Exercise objective: Please keep to the lines below from the one with "pub fn new(path: impl" through the one with "pub fn with_create_if_missing(mut", and restate them word for word, ends included.

Collected data:
Content starts

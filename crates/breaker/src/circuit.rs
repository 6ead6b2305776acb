//! Store-backed circuit state machine for one namespace

use std::time::Duration;
use tripwire_core::{CircuitRecord, CircuitState, Namespace, Result, Timestamp};
use tripwire_store::StateStore;

/// Circuit state for a single namespace
///
/// Holds no state of its own; every query and transition goes to the store,
/// so two `Circuit`s over the same store and namespace always agree.
#[derive(Debug, Clone)]
pub struct Circuit<S> {
    store: S,
    namespace: Namespace,
}

impl<S: StateStore> Circuit<S> {
    pub fn new(store: S, namespace: Namespace) -> Self {
        Self { store, namespace }
    }

    pub fn namespace(&self) -> &Namespace {
        &self.namespace
    }

    pub fn store(&self) -> &S {
        &self.store
    }

    /// Reads the record, treating a missing one as a fresh closed circuit
    pub async fn read(&self) -> Result<CircuitRecord> {
        Ok(self
            .store
            .read_record(&self.namespace)
            .await?
            .unwrap_or_else(|| CircuitRecord::new(self.namespace.clone())))
    }

    /// Returns true while the close time lies in the future
    pub async fn is_open(&self) -> Result<bool> {
        Ok(self.read().await?.is_open_at(Timestamp::now()))
    }

    pub async fn state(&self) -> Result<CircuitState> {
        Ok(self.read().await?.state_at(Timestamp::now()))
    }

    /// Counts a watched failure and opens the circuit if the threshold is met
    ///
    /// The increment and the close-time write are separate atomic store
    /// operations. The close time is only written when the counter, as seen
    /// by the store at write time, has reached `threshold`.
    pub async fn record_failure(&self, threshold: u32, open_for: Duration) -> Result<()> {
        self.store.upsert_and_increment(&self.namespace).await?;

        let close_time = Timestamp::now().saturating_add(open_for);
        self.store
            .conditional_set_close_time(&self.namespace, close_time, u64::from(threshold))
            .await
    }

    /// Resets the consecutive-failure counter to zero
    ///
    /// The close time is left as is; an expired close time already reads as
    /// closed.
    pub async fn reset_failure(&self) -> Result<()> {
        self.store.upsert_counter(&self.namespace, 0).await
    }

    /// Returns the current counter, 0 if the namespace has no record
    pub async fn read_counter(&self) -> Result<u64> {
        Ok(self.read().await?.counter)
    }

    /// Returns the last close time written, if any
    pub async fn read_close_time(&self) -> Result<Option<Timestamp>> {
        Ok(self.read().await?.close_time)
    }
}
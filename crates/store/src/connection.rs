//! Database connection management

use sqlx::sqlite::{SqliteConnectOptions, SqliteJournalMode, SqlitePoolOptions, SqliteSynchronous};
use sqlx::{Pool, Sqlite};
use std::path::Path;
use std::str::FromStr;
use std::time::Duration;
use tripwire_core::StoreError;

/// Database connection pool
pub type DbPool = Pool<Sqlite>;

/// Database configuration
#[derive(Debug, Clone)]
pub struct DatabaseConfig {
    /// Path to the SQLite database file
    pub path: String,
    /// Maximum number of connections in the pool
    pub max_connections: u32,
    /// Enable Write-Ahead Logging (WAL) mode
    pub enable_wal: bool,
    /// Create database if it doesn't exist
    pub create_if_missing: bool,
    /// How long a writer waits on a lock held by another process
    pub busy_timeout: Duration,
}

impl Default for DatabaseConfig {
    fn default() -> Self {
        Self {
            path: "tripwire.db".to_string(),
            max_connections: 10,
            enable_wal: true,
            create_if_missing: true,
            busy_timeout: Duration::from_secs(5),
        }
    }
}

impl DatabaseConfig {
    /// Creates a new configuration with a custom path
    pub fn new(path: impl Into<String>) -> Self {
        Self {
            path: path.into(),
            ..Default::default()
        }
    }

    /// Sets the maximum number of connections
    pub fn with_max_connections(mut self, max: u32) -> Self {
        self.max_connections = max;
        self
    }

    /// Enables or disables WAL mode
    pub fn with_wal(mut self, enable: bool) -> Self {
        self.enable_wal = enable;
        self
    }

    /// Sets whether to create the database if missing
    pub fn with_create_if_missing(mut self, create: bool) -> Self {
        self.create_if_missing = create;
        self
    }

    /// Sets the lock wait timeout
    pub fn with_busy_timeout(mut self, timeout: Duration) -> Self {
        self.busy_timeout = timeout;
        self
    }
}

/// Establishes a connection pool to the database
pub async fn connect(config: DatabaseConfig) -> Result<DbPool, StoreError> {
    let mut options = SqliteConnectOptions::from_str(&format!("sqlite:{}", config.path))
        .map_err(|e| StoreError::unavailable("Invalid database path", e))?
        .create_if_missing(config.create_if_missing)
        .busy_timeout(config.busy_timeout);

    // WAL lets readers proceed while another process holds the write lock
    if config.enable_wal {
        options = options
            .journal_mode(SqliteJournalMode::Wal)
            .synchronous(SqliteSynchronous::Normal);
    }

    let pool = SqlitePoolOptions::new()
        .max_connections(config.max_connections)
        .connect_with(options)
        .await
        .map_err(|e| StoreError::unavailable("Failed to connect to database", e))?;

    log::debug!(
        "Connected to circuit store at {} (max {} connections)",
        config.path,
        config.max_connections
    );

    Ok(pool)
}

/// Creates a private in-memory database
///
/// The pool holds a single connection, since every SQLite connection to
/// `:memory:` sees its own database.
pub async fn connect_in_memory() -> Result<DbPool, StoreError> {
    let options = SqliteConnectOptions::from_str("sqlite::memory:")
        .map_err(|e| StoreError::unavailable("Failed to create in-memory database", e))?
        .journal_mode(SqliteJournalMode::Memory);

    SqlitePoolOptions::new()
        .max_connections(1)
        .connect_with(options)
        .await
        .map_err(|e| StoreError::unavailable("Failed to connect to in-memory database", e))
}

/// Checks if the database file exists
pub fn database_exists(path: impl AsRef<Path>) -> bool {
    path.as_ref().exists()
}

Content ends

Response to this task:
    pub fn new(path: impl Into<String>) -> Self {
        Self {
            path: path.into(),
            ..Default::default()
        }
    }

    /// Sets the maximum number of connections
    pub fn with_max_connections(mut self, max: u32) -> Self {
        self.max_connections = max;
        self
    }

    /// Enables or disables WAL mode
    pub fn with_wal(mut self, enable: bool) -> Self {
        self.enable_wal = enable;
        self
    }

    /// Sets whether to create the database if missing
    pub fn with_create_if_missing(mut self, create: bool) -> Self {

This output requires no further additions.